Mike Oaksford is Professor of Psychology and Head of School at Birkbeck College London. He was a research fellow at the Centre for Cognitive Science, University of Edinburgh, he was then lecturer at the University of Wales, Bangor, and senior lecturer at the University of Warwick, before moving to Cardiff University in 1996 as Professor of Experimental Psychology, a post he held until 2005. His research interests are in the area of human reasoning and decision making. In particular, with his colleague Nick Chater, he has been developing a Bayesian probabilistic approach to deductive reasoning tasks. According to this approach reasoning "biases" are the result of applying the wrong normative model and failing to take account of people's normal environment. He also studies the way the emotions affect and interact with reasoning and decision making processes.

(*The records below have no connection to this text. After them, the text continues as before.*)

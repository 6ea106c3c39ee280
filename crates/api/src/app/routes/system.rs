use axum::{extract::Extension, http::StatusCode, response::IntoResponse, Json};

use crate::context::AdminContext;

pub async fn health() -> StatusCode {
    StatusCode::OK
}

pub async fn whoami(Extension(admin): Extension<AdminContext>) -> impl IntoResponse {
    Json(serde_json::json!({
        "email": admin.email(),
    }))
}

Nick Chater is Professor of Cognitive and Decision Sciences at University College London. He has an M.A. in Psychology from Cambridge University, and a PhD in Cognitive Science from Edinburgh. He has held academic appointments at Edinburgh, Oxford, and Warwick Universities. His research focussed on attempting to find general principles that may be applicable across many cognitive domains, ranging from reasoning and decision making, to language acquisition and processing, to perception and categorization. Since the late 1980s, in collaboration with Mike Oaksford, he has been interested in the application of probabilistic and information-theoretic methods for understanding human reasoning.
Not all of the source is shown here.